Author: David B. Weisenfeld, XpertHR Legal Editor

July 31, 2020

Earlier this month, Colorado Gov. Jared Polis signed a law requiring employers to provide paid sick leave under a host of situations, including a coronavirus (COVID-19) provision that goes beyond the federal Families First Coronavirus Response Act (FFCRA).

Under the Healthy Families and Workplaces Act (HFWA), Colorado employers must provide at least two weeks of paid leave through December 31, 2020, to an employee who:

  • Has COVID-19 symptoms and is seeking a medical diagnosis;
  • Is instructed by a health provider or government agent to quarantine or isolate due to COVID-19 risk; or
  • Is taking care of someone else due to COVID-19 precautions, either someone who is self-isolating or a child whose school or childcare is closed or unavailable.

Unlike the FFCRA, which does not apply to employers with 500 or more employees, the Colorado Act's COVID-19 provisions apply to any employer of any size. An employee may use paid sick leave under the Colorado law until four weeks after the official termination or suspension of the public health emergency. But that's not all.

Effective January 1, 2021, Colorado will also require employers with 16 or more employees to provide up to 48 hours (six days) of paid sick leave per year. Under the HFWA, an employee may earn one hour of paid sick leave for every 30 hours worked up to the 48 hours and may start earning the leave when their employment begins. Any unused paid sick leave rolls over into the next year.

Effective January 1, 2022, all Colorado employers will be subject to the law regardless of size.

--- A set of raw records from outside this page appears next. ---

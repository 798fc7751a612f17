//! `cpusim` - run a scheduling simulation over a job file.
//!
//! ```text
//! cpusim jobs.txt -p RR -q 2
//! ```
//!
//! Environment variables:
//! - RUST_LOG: log filter (default: warn)
//! - CPUSIM_LOG_JSON: JSON log lines on stderr (default: false)

use std::path::PathBuf;

use anyhow::{Context, Result};
use clap::{Parser, ValueEnum};
use tracing::debug;
use tracing_subscriber::{layer::SubscriberExt, util::SubscriberInitExt, EnvFilter};

use u_cpusim::workload::parse_jobs;
use u_cpusim::{SimulationConfig, SimulationReport, Simulator};

#[derive(Debug, Clone, Copy, PartialEq, Eq, ValueEnum)]
enum OutputFormat {
    Text,
    Json,
}

#[derive(Parser, Debug)]
#[command(name = "cpusim", version, about = "Single-processor CPU scheduling simulator")]
struct Cli {
    /// File with one `run_time arrival_time` pair per line
    filename: PathBuf,

    /// Scheduling algorithm: FIFO, RR or SRTN (default: FIFO)
    #[arg(short = 'p', long = "policy")]
    policy: Option<String>,

    /// Quantum for Round Robin (default: 1)
    #[arg(short = 'q', long, allow_negative_numbers = true)]
    quantum: Option<i64>,

    /// Output format
    #[arg(long, value_enum, default_value_t = OutputFormat::Text)]
    format: OutputFormat,

    /// Also print the execution timeline (text format only)
    #[arg(long)]
    timeline: bool,
}

fn init_tracing() {
    let env_filter = EnvFilter::try_from_default_env().unwrap_or_else(|_| EnvFilter::new("warn"));

    let use_json = std::env::var("CPUSIM_LOG_JSON")
        .map(|v| v == "1" || v == "true")
        .unwrap_or(false);

    let registry = tracing_subscriber::registry().with(env_filter);

    if use_json {
        registry
            .with(
                tracing_subscriber::fmt::layer()
                    .json()
                    .with_target(true)
                    .with_writer(std::io::stderr),
            )
            .init();
    } else {
        registry
            .with(
                tracing_subscriber::fmt::layer()
                    .with_target(false)
                    .with_writer(std::io::stderr)
                    .compact(),
            )
            .init();
    }
}

fn main() -> Result<()> {
    init_tracing();
    let mut cli = Cli::parse();

    let config = SimulationConfig::from_options(cli.policy.take(), cli.quantum);
    let simulator = Simulator::from_config(&config)?;

    let input = std::fs::read_to_string(&cli.filename)
        .with_context(|| format!("File not found: {}", cli.filename.display()))?;
    let jobs = parse_jobs(&input)
        .with_context(|| format!("Failed to read jobs from {}", cli.filename.display()))?;
    debug!(file = %cli.filename.display(), jobs = jobs.len(), "loaded job list");

    let report = simulator.run(&jobs)?;

    match cli.format {
        OutputFormat::Json => println!("{}", serde_json::to_string_pretty(&report)?),
        OutputFormat::Text => print_text(&report, cli.timeline),
    }
    Ok(())
}

fn print_text(report: &SimulationReport, with_timeline: bool) {
    println!("Algorithm: {}", report.algorithm);
    for (id, turnaround, wait) in report.stats.outcomes() {
        println!("Job {id:>3} -- Turnaround {turnaround:>6}  Wait time {wait:>6}");
    }
    println!(
        "Average -- Turnaround {:.2}  Wait time {:.2}",
        report.avg_turnaround(),
        report.avg_wait()
    );

    if with_timeline {
        println!();
        println!("Timeline:");
        for slice in report.timeline.slices() {
            println!("  [{:>5}, {:>5})  job {}", slice.start, slice.end, slice.job_id);
        }
        println!(
            "Makespan {}  Utilization {:.2}  Context switches {}",
            report.stats.makespan, report.stats.utilization, report.stats.context_switches
        );
    }
}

The HFWA also includes an anti-retaliation provision that prohibits employers from taking any retaliatory personnel action or discriminating against an employee or former employee for exercising any of the following rights:

  • Requesting or using paid sick leave;
  • Filing a complaint or informing anyone about any employer's alleged violation;
  • Participating or cooperating in an investigation, hearing or proceeding involving an employer's alleged violations; or
  • Informing any person of their potential rights.

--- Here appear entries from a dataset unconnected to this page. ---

//! Simulation clock.
//!
//! The ledger is the single authoritative clock shared by every policy.
//! Time only moves forward: idle gaps via [`TimeLedger::advance_to`],
//! execution via [`TimeLedger::advance_by`] / [`TimeLedger::run`].

use super::Timeline;

/// Current simulated time plus the intervals executed so far.
///
/// Idle time is not tracked here; it falls out of the timeline as the
/// gaps between slices.
#[derive(Debug, Clone, Default)]
pub struct TimeLedger {
    current_time: i64,
    timeline: Timeline,
}

impl TimeLedger {
    /// Creates a ledger at t=0.
    pub fn new() -> Self {
        Self::default()
    }

    /// Current simulated time.
    #[inline]
    pub fn now(&self) -> i64 {
        self.current_time
    }

    /// Intervals executed so far.
    pub fn timeline(&self) -> &Timeline {
        &self.timeline
    }

    /// Consumes the ledger, returning the recorded timeline.
    pub fn into_timeline(self) -> Timeline {
        self.timeline
    }

    /// Moves the clock forward to `time`, idling the processor.
    ///
    /// No-op when `time` is not in the future.
    pub fn advance_to(&mut self, time: i64) {
        if time > self.current_time {
            self.current_time = time;
        }
    }

    /// Moves the clock forward by `units` of work.
    pub fn advance_by(&mut self, units: i64) {
        self.current_time += units;
    }

    /// Executes `units` of `job_id` starting now and records the interval.
    pub fn run(&mut self, job_id: usize, units: i64) {
        let start = self.current_time;
        self.advance_by(units);
        self.timeline.record(job_id, start, self.current_time);
    }
}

Colorado Public Health Emergency Whistleblower Law

Along similar lines, Colorado's new Public Health Emergency Whistleblower law (PHEW), bars employers from discriminating or retaliating against any worker who raises claims related to a public health emergency.

PHEW covers employees who in good faith raise any reasonable concern about violations of government health and safety rules related to a public health emergency if the employer controls the workplace conditions giving rise to the threat or violation.

Employers also may not require, or attempt to require, employees to sign a contract that would limit or prevent them from disclosing information about workplace health and safety practices or hazards.

Covered employers include:

  • Employers covered under the federal Fair Labor Standards Act;
  • A foreign labor contractor and a migratory field labor contractor or crew leader;
  • The State of Colorado, local governments and political subdivisions; and
  • An entity that contracts with five or more independent contractors in the state each year.

All Colorado employers subject to the PHEW and the HFWA must be aware that the laws contain a notice-posting requirement. This notice must be displayed in a place accessible to workers and shared with remote workers electronically or on paper.